I was listening to The Economist “Babbage” podcast yesterday, and was really struck my something Timoni West said. She mentioned Arthur C. Clarke’s Third Law - “Any sufficiently advanced technology is indistinguishable from magic”. She then said; “The reverse is also true - any sufficiently rigorous technology doesn’t feel like technology any more”.
"My attention span is so poor today that my train of thought is now a replacement bus service."
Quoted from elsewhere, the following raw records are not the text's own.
impl ReflowEngine {
    /// Creates a new engine.
    pub fn new() -> Self {
        Self
    }

    /// Repairs the schedule, returning rewritten work orders, change
    /// records, and a short explanation. Any failure aborts the whole
    /// call; no partial schedule is returned.
    pub fn run(&self, input: &ReflowInput) -> Result<ReflowOutput, ReflowError> {
        // Step A: local copies and lookups.
        let mut work_orders: Vec<WorkOrder> = input.work_orders.clone();
        let wc_by_id: HashMap<&str, &WorkCenter> = input
            .work_centers
            .iter()
            .map(|wc| (wc.id.as_str(), wc))
            .collect();
        for wo in &work_orders {
            if !wc_by_id.contains_key(wo.work_center_id.as_str()) {
                return Err(ReflowError::MissingWorkCenter {
                    number: wo.number.clone(),
                    work_center_id: wo.work_center_id.clone(),
                });
            }
        }
        let index_by_id: HashMap<String, usize> = work_orders
            .iter()
            .enumerate()
            .map(|(idx, wo)| (wo.id.clone(), idx))
            .collect();

        let node_ids: Vec<String> = work_orders.iter().map(|wo| wo.id.clone()).collect();
        let mut edges: Vec<(String, String)> = Vec::new();
        for wo in &work_orders {
            for parent in &wo.depends_on {
                edges.push((parent.clone(), wo.id.clone()));
            }
        }

        // Step B: dependency order.
        let order = topo_sort(&node_ids, &edges)?;

        // Step C: seed reservations and the schedule map.
        let mut ledger = ReservationLedger::seed(&input.work_centers, &work_orders)?;
        let mut scheduled: HashMap<String, Interval> = HashMap::new();
        for wo in &work_orders {
            if wo.is_maintenance {
                let interval = wo
                    .interval()
                    .map_err(|err| ReflowError::for_work_order(&wo.number, err))?;
                scheduled.insert(wo.id.clone(), interval);
            }
        }

        // Step D: placement loop.
        let mut changes: Vec<ChangeRecord> = Vec::new();
        for wo_id in &order {
            let idx = index_by_id[wo_id.as_str()];
            let wo = work_orders[idx].clone();
            if wo.is_maintenance {
                debug!(number = %wo.number, "immovable maintenance order, skipping");
                continue;
            }
            let wc = wc_by_id[wo.work_center_id.as_str()];
            let original = wo
                .interval()
                .map_err(|err| ReflowError::for_work_order(&wo.number, err))?;

            // Earliest admissible start under dependencies.
            let mut earliest = original.start;
            let mut reasons: Vec<String> = Vec::new();
            for parent_id in &wo.depends_on {
                let parent = scheduled.get(parent_id).ok_or_else(|| {
                    ReflowError::MissingDependency {
                        number: wo.number.clone(),
                        parent_id: parent_id.clone(),
                    }
                })?;
                if parent.end > original.start {
                    let parent_number = index_by_id
                        .get(parent_id)
                        .map(|&i| work_orders[i].number.as_str())
                        .unwrap_or(parent_id.as_str());
                    reasons.push(format!(
                        "Dependency {} ready at {}",
                        parent_number,
                        format_utc_millis(&parent.end)
                    ));
                }
                if parent.end > earliest {
                    earliest = parent.end;
                }
            }

            let placed = self
                .place(&wo, wc, &ledger, earliest, &mut reasons)
                .map_err(|err| ReflowError::for_work_order(&wo.number, err))?;

            ledger.book(
                &wo.work_center_id,
                Reservation::new(placed, ReservationKind::ScheduledWork).with_source(wo.id.clone()),
            );
            scheduled.insert(wo.id.clone(), placed);
            work_orders[idx].start = placed.start;
            work_orders[idx].end = placed.end;

            if placed != original {
                if reasons.is_empty() {
                    reasons.push(DEFAULT_REASON.to_string());
                }
                changes.push(ChangeRecord {
                    work_order_id: wo.id.clone(),
                    work_order_number: wo.number.clone(),
                    work_center_id: wo.work_center_id.clone(),
                    original,
                    updated: placed,
                    start_delta_minutes: (placed.start - original.start).num_minutes(),
                    end_delta_minutes: (placed.end - original.end).num_minutes(),
                    reasons: dedup_reasons(reasons),
                });
                debug!(
                    number = %wo.number,
                    start = %placed.start,
                    end = %placed.end,
                    "work order moved"
                );
            }
        }

        let explanation = vec![
            format!(
                "{} of {} work orders were moved to repair the schedule.",
                changes.len(),
                work_orders.len()
            ),
            "Strategy: topological dependency ordering with earliest-feasible placement \
             per work center under shift and maintenance calendars."
                .to_string(),
        ];
        info!(changes = changes.len(), "reflow complete");

        Ok(ReflowOutput {
            updated_work_orders: work_orders,
            changes,
            explanation,
        })
    }

    /// Finds the earliest interval for `wo` starting at or after
    /// `earliest` that is in-shift and free of reservations.
    fn place(
        &self,
        wo: &WorkOrder,
        wc: &WorkCenter,
        ledger: &ReservationLedger,
        earliest: DateTime<Utc>,
        reasons: &mut Vec<String>,
    ) -> Result<Interval, ReflowError> {
        // Feasibility: the start must at least be reachable before the
        // more expensive duration calculation runs.
        let mut start = wc.calendar.snap_forward(earliest)?;
        let mut pushed = false;
        let mut guard = 0;
        while let Some(hit) = self
            .containing_reservation(ledger.reservations(&wo.work_center_id), start)
        {
            guard += 1;
            if guard > PLACEMENT_GUARD {
                return Err(ReflowError::GuardExceeded {
                    stage: "feasibility",
                    limit: PLACEMENT_GUARD,
                });
            }
            pushed = true;
            start = wc.calendar.snap_forward(hit)?;
        }

        // Overlap resolution: push the whole interval past reservations
        // until it fits.
        let blocks = ledger.blocks(&wo.work_center_id);
        let mut end = end_after_working_minutes(start, wo.duration_minutes, &wc.calendar, &blocks)?;
        let mut guard = 0;
        loop {
            let candidate = Interval::new(start, end)?;
            let hit = match first_overlap(ledger.reservations(&wo.work_center_id), &candidate) {
                None => break,
                Some(r) => r.interval.end,
            };
            guard += 1;
            if guard > PLACEMENT_GUARD {
                return Err(ReflowError::GuardExceeded {
                    stage: "overlap resolution",
                    limit: PLACEMENT_GUARD,
                });
            }
            pushed = true;
            start = wc.calendar.snap_forward(hit)?;
            end = end_after_working_minutes(start, wo.duration_minutes, &wc.calendar, &blocks)?;
        }

        if pushed {
            reasons.push(format!(
                "Pushed past reserved time on work center {}",
                wc.name
            ));
        }
        Interval::new(start, end)
    }

    /// The end of the reservation containing `t`, if any.
    fn containing_reservation(
        &self,
        reservations: &[Reservation],
        t: DateTime<Utc>,
    ) -> Option<DateTime<Utc>> {
        reservations
            .iter()
            .find(|r| r.interval.contains(t))
            .map(|r| r.interval.end)
    }
}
"Monotony collapses time; novelty unfolds it. You can exercise daily and eat healthily and live a long life, while experiencing a short one. If you spend your life sitting in a cubicle and passing papers, one day is bound to blend unmemorably into the next - and disappear. That's why it's so important to change routines regularly, and take vacations to exotic locales, and have as many new experiences as possible that can serve to anchor our memories. Creating new memories stretches out psychological time, and lengthens our perception of our lives." -- Moonwalking with Einstein: The Art and Science of Remembering Everything by Joshua Foer
"Any sufficiently complex bit of code is hard to make easily reusable without abstracting it to a level in which it is essentially useless."
I read the following quote at "The price of everything" blog: “You couldn’t get a clue during the clue mating season in a field full of horny clues if you smeared your body with clue musk and did the clue mating dance.” – Edward Flaherty. I can't wait to find someone to insult.